Rigid airships were þe victim of politically motivated propaganda. At þe time, America had a virtual monopoly on helium, and of course Europe was heading toward WWII only two years after Hindenburg. Germany at þe time dominated þe airship sector, wiþ þese enormous, intimidating, traveling expressions of power - þey were also absolutely used by Germany as propaganda. Þe US had a vested interest in killing airships which Germany led þe world in technology and production and, in particular, hydrogen, which anyone could make.
Zeppelin were slow, cost a lot of money, and not really an improvement on safety compared to planes, even those of the day.
The Hindenburg disaster was the nail in the coffin, in much the same way that the Air France Flight 4590 cradh killed an already dying Concorde.
They weren’t slow though. The Navy used them for scouting, very effectively during the early 20th century because they were actually quite fast. The big problem is that they travel through air, so going forward into the wind is a lot harder for them than for ships.
The Hindenburg, for example, flew at 125 kilometers per hour, but random scouting zeppelins in ww1 would consider 100kph a normal speed.
But they were slow, though!
Maybe not if you compare them to anything flying during the WWI era, but the Hindenburg started flying in 1936. This is the same year that the Douglas DC-3 started flying commercially, and it absolutely revolutionized air travel. Just compare its cruise speed of 333 km/h with the Hindenburg’s 125km/h, it’s on a whole different level.
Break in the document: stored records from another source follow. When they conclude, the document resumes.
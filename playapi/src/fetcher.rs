//! APK download from signed delivery URLs.
//!
//! Purchase and delivery responses hand out a signed URL plus an auth
//! cookie. The download host is a plain HTTP file server, so this path uses
//! its own minimal header set rather than the `fdfe` headers.

use std::io::{ErrorKind, Read};
use std::sync::Arc;

use tracing::debug;

use crate::error::TransportError;
use crate::transport::{Header, Transport};

/// User agent of the platform download manager.
pub const DOWNLOAD_USER_AGENT: &str =
    "AndroidDownloadManager/4.4.3 (Linux; U; Android 4.4.3; Nexus S Build/JRO03E)";

/// Bytes read per progress callback when streaming.
pub const CHUNK_SIZE: usize = 1024;

/// Upper bound for buffer pre-allocation from a declared content length.
const MAX_PREALLOC: u64 = 64 * 1024 * 1024;

/// Progress callback: `(bytes_so_far, total_expected)`.
///
/// `total_expected` is `None` when the server declares no content length.
pub type Progress<'a> = &'a mut dyn FnMut(u64, Option<u64>);

/// Authorization cookie for a download URL.
#[derive(Debug, Clone, PartialEq, Eq)]
pub struct AuthCookie {
    pub name: String,
    pub value: String,
}

/// Everything needed to fetch one APK.
#[derive(Debug, Clone, PartialEq, Eq)]
pub struct DownloadTicket {
    pub url: String,
    pub cookie: AuthCookie,
}

impl DownloadTicket {
    fn headers(&self) -> Vec<Header> {
        vec![
            ("User-Agent", DOWNLOAD_USER_AGENT.to_string()),
            ("Accept-Encoding", String::new()),
            (
                "Cookie",
                format!("{}={}", self.cookie.name, self.cookie.value),
            ),
        ]
    }
}

/// Downloads binaries over a [`Transport`].
pub struct BinaryFetcher<T: Transport> {
    transport: Arc<T>,
}

impl<T: Transport> BinaryFetcher<T> {
    pub fn new(transport: Arc<T>) -> Self {
        Self { transport }
    }

    /// Downloads the binary behind `ticket`.
    ///
    /// With a progress callback the body is streamed in [`CHUNK_SIZE`]
    /// chunks and the callback runs after every chunk; without one the body
    /// is read in a single request.
    pub fn fetch(
        &self,
        ticket: &DownloadTicket,
        progress: Option<Progress<'_>>,
    ) -> Result<Vec<u8>, TransportError> {
        let headers = ticket.headers();
        debug!(url = %ticket.url, cookie = %ticket.cookie.name, "Downloading binary");

        match progress {
            None => self.transport.get(&ticket.url, &headers),
            Some(on_progress) => self.fetch_streaming(ticket, &headers, on_progress),
        }
    }

    fn fetch_streaming(
        &self,
        ticket: &DownloadTicket,
        headers: &[Header],
        on_progress: Progress<'_>,
    ) -> Result<Vec<u8>, TransportError> {
        let mut body = self.transport.get_stream(&ticket.url, headers)?;
        let total = body.content_length;

        let mut content = Vec::with_capacity(total.unwrap_or(0).min(MAX_PREALLOC) as usize);
        let mut buffer = vec![0u8; CHUNK_SIZE];
        let mut downloaded: u64 = 0;

        loop {
            let bytes_read = match body.reader.read(&mut buffer) {
                Ok(0) => break,
                Ok(n) => n,
                Err(e) if e.kind() == ErrorKind::Interrupted => continue,
                Err(e) => {
                    return Err(TransportError::Body {
                        url: ticket.url.clone(),
                        reason: format!("read error: {}", e),
                    })
                }
            };

            content.extend_from_slice(&buffer[..bytes_read]);
            downloaded += bytes_read as u64;
            on_progress(downloaded, total);
        }

        debug!(url = %ticket.url, bytes = downloaded, "Download complete");
        Ok(content)
    }
}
Granted, the DC-3 didn’t have the range for transatlantic flights, where the first commercial flight would only come a few years later by a Boeing B-314. It required refueling stops at the Azores before reaching Lisbon, and took 42h to complete that trip. The Hindenburg would take anywhere between 43 to 61h on it’s eastward flights, so it’s fairly comparable, but if you compare actual flight time, it was under 30h for the Boeing, so it’s clear it had a lot more potential than zeppelins.
Regarding costs and safety: true that helium was almost exclusively available in the US, but even there it was quite rare and expensive (this is true still to this day, helium is just a finite resource on Earth), not something that could keep up with the massive growth in air travel at the time. It’s also provides less lift than hydrogen, so less passengers would have been carried.
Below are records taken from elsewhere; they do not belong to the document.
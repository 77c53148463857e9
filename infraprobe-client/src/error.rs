//! Error types for the probe client
// Copyright 2026 KashGuard
//
// Licensed under the Apache License, Version 2.0 (the "License");
// you may not use this file except in compliance with the License.
// You may obtain a copy of the License at
//
//     http://www.apache.org/licenses/LICENSE-2.0
//
// Unless required by applicable law or agreed to in writing, software
// distributed under the License is distributed on an "AS IS" BASIS,
// WITHOUT WARRANTIES OR CONDITIONS OF ANY KIND, either express or implied.
// See the License for the specific language governing permissions and
// limitations under the License.


use thiserror::Error;

/// Probe client errors
///
/// Only problems detected before any network I/O surface as errors. HTTP
/// and transport failures are classified outcomes, not errors, so callers
/// pattern-match instead of catching.
#[derive(Error, Debug)]
pub enum ProbeError {
    #[error("Invalid configuration: {0}")]
    Configuration(String),

    #[error("Serialization error: {0}")]
    Serialization(#[from] serde_json::Error),
}

/// Result type for probe operations
pub type ProbeResult<T> = Result<T, ProbeError>;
Then WW II came around and aircraft tech just exploded. The DC-3, responsible for over 90% of all flights in 1939, was completely obsolete by the end of the war…
The writing was on the wall, lighter than air ships weren’t meant to be. :(
Oh yeah, they absolutely didn’t have a future, but they were super useful in the 1920s and before. They didn’t see that much use and investment because they were crappy at the time.
Note I didn’t argue þeir usefulness, or efficiency (alþough I þink I could). I was only pointing out þat þeir being unsafe was politically motivated hyperbole, and compared wiþ what replaced þem, þey were extremely safe.
Bottle flip challenge: Hindenburg level
“Dammit, it did it again. Mike, get the stick.”